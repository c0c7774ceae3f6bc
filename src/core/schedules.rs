use super::types::{EducationTrack, RearingPlan};

/// Cost tables cover ages 0 through 22; the final entry (post-graduation) is 0.
pub const COST_TABLE_AGES: usize = 23;

const BOARDING_START_AGE: i32 = 18;
const BOARDING_END_AGE: i32 = 21;

/// Annual living-cost presets, in units of 10,000 JPY.
pub const LIVING_COST_FRUGAL: f64 = 360.0;
pub const LIVING_COST_STANDARD: f64 = 456.0;
pub const LIVING_COST_COMFORTABLE: f64 = 576.0;

/// Wage-growth presets in percent per year.
pub const INCOME_GROWTH_CONSERVATIVE: f64 = 0.5;
pub const INCOME_GROWTH_STANDARD: f64 = 1.5;
pub const INCOME_GROWTH_AGGRESSIVE: f64 = 3.0;

const EDU_PUBLIC_WITH_CRAM: [f64; COST_TABLE_AGES] = [
    10.0, 10.0, 10.0, 25.0, 25.0, 25.0, 35.0, 35.0, 35.0, 40.0, 45.0, 50.0, 60.0, 60.0, 80.0,
    60.0, 70.0, 90.0, 90.0, 55.0, 55.0, 55.0, 0.0,
];

const EDU_PUBLIC_THEN_PRIVATE_ARTS: [f64; COST_TABLE_AGES] = [
    10.0, 10.0, 10.0, 25.0, 25.0, 25.0, 35.0, 35.0, 35.0, 40.0, 45.0, 50.0, 60.0, 60.0, 80.0,
    60.0, 70.0, 90.0, 135.0, 105.0, 105.0, 105.0, 0.0,
];

const EDU_PUBLIC_THEN_PRIVATE_SCIENCE: [f64; COST_TABLE_AGES] = [
    10.0, 10.0, 10.0, 25.0, 25.0, 25.0, 35.0, 35.0, 35.0, 40.0, 45.0, 50.0, 60.0, 60.0, 80.0,
    60.0, 70.0, 90.0, 170.0, 150.0, 150.0, 150.0, 0.0,
];

const EDU_PRIVATE_HIGH_ARTS: [f64; COST_TABLE_AGES] = [
    10.0, 10.0, 10.0, 25.0, 25.0, 25.0, 35.0, 35.0, 35.0, 40.0, 45.0, 50.0, 60.0, 60.0, 80.0,
    100.0, 100.0, 110.0, 135.0, 105.0, 105.0, 105.0, 0.0,
];

const EDU_PRIVATE_HIGH_SCIENCE: [f64; COST_TABLE_AGES] = [
    10.0, 10.0, 10.0, 25.0, 25.0, 25.0, 35.0, 35.0, 35.0, 40.0, 45.0, 50.0, 60.0, 60.0, 80.0,
    100.0, 100.0, 110.0, 170.0, 150.0, 150.0, 150.0, 0.0,
];

const EDU_PRIVATE_SECONDARY_ARTS: [f64; COST_TABLE_AGES] = [
    10.0, 10.0, 10.0, 25.0, 25.0, 25.0, 35.0, 35.0, 35.0, 80.0, 100.0, 140.0, 145.0, 145.0,
    150.0, 110.0, 110.0, 120.0, 135.0, 105.0, 105.0, 105.0, 0.0,
];

const EDU_PRIVATE_SECONDARY_SCIENCE: [f64; COST_TABLE_AGES] = [
    10.0, 10.0, 10.0, 25.0, 25.0, 25.0, 35.0, 35.0, 35.0, 80.0, 100.0, 140.0, 145.0, 145.0,
    150.0, 110.0, 110.0, 120.0, 170.0, 150.0, 150.0, 150.0, 0.0,
];

const EDU_PRIVATE_ELEMENTARY_ARTS: [f64; COST_TABLE_AGES] = [
    10.0, 10.0, 10.0, 25.0, 25.0, 25.0, 160.0, 160.0, 160.0, 160.0, 170.0, 180.0, 145.0, 145.0,
    150.0, 110.0, 110.0, 120.0, 135.0, 105.0, 105.0, 105.0, 0.0,
];

const EDU_PRIVATE_ELEMENTARY_SCIENCE: [f64; COST_TABLE_AGES] = [
    10.0, 10.0, 10.0, 25.0, 25.0, 25.0, 160.0, 160.0, 160.0, 160.0, 170.0, 180.0, 145.0, 145.0,
    150.0, 110.0, 110.0, 120.0, 170.0, 150.0, 150.0, 150.0, 0.0,
];

const REARING_STANDARD: [f64; COST_TABLE_AGES] = [
    80.0, 80.0, 80.0, 90.0, 90.0, 90.0, 100.0, 100.0, 100.0, 110.0, 110.0, 120.0, 130.0, 130.0,
    130.0, 140.0, 140.0, 140.0, 100.0, 100.0, 100.0, 100.0, 0.0,
];

const REARING_COMFORTABLE: [f64; COST_TABLE_AGES] = [
    100.0, 100.0, 100.0, 110.0, 110.0, 110.0, 120.0, 120.0, 120.0, 130.0, 130.0, 140.0, 150.0,
    150.0, 150.0, 160.0, 160.0, 160.0, 150.0, 150.0, 150.0, 150.0, 0.0,
];

pub fn education_cost_table(track: EducationTrack) -> &'static [f64; COST_TABLE_AGES] {
    match track {
        EducationTrack::PublicWithCram => &EDU_PUBLIC_WITH_CRAM,
        EducationTrack::PublicThenPrivateArts => &EDU_PUBLIC_THEN_PRIVATE_ARTS,
        EducationTrack::PublicThenPrivateScience => &EDU_PUBLIC_THEN_PRIVATE_SCIENCE,
        EducationTrack::PrivateHighArts => &EDU_PRIVATE_HIGH_ARTS,
        EducationTrack::PrivateHighScience => &EDU_PRIVATE_HIGH_SCIENCE,
        EducationTrack::PrivateSecondaryArts => &EDU_PRIVATE_SECONDARY_ARTS,
        EducationTrack::PrivateSecondaryScience => &EDU_PRIVATE_SECONDARY_SCIENCE,
        EducationTrack::PrivateElementaryArts => &EDU_PRIVATE_ELEMENTARY_ARTS,
        EducationTrack::PrivateElementaryScience => &EDU_PRIVATE_ELEMENTARY_SCIENCE,
    }
}

pub fn rearing_cost_table(plan: RearingPlan) -> &'static [f64; COST_TABLE_AGES] {
    match plan {
        RearingPlan::Standard => &REARING_STANDARD,
        RearingPlan::Comfortable => &REARING_COMFORTABLE,
    }
}

/// Ages outside the table (before birth or after graduation) cost nothing.
pub fn cost_at_age(table: &[f64; COST_TABLE_AGES], age: i32) -> f64 {
    if (0..COST_TABLE_AGES as i32).contains(&age) {
        table[age as usize]
    } else {
        0.0
    }
}

pub fn boarding_cost_at_age(age: i32, annual_cost: Option<f64>) -> f64 {
    match annual_cost {
        Some(cost) if (BOARDING_START_AGE..=BOARDING_END_AGE).contains(&age) => cost,
        _ => 0.0,
    }
}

→ Goal of the exercise
Count the lines in the records above that contain the word "EducationTrack", and report only that number.

→ Exercise solution
11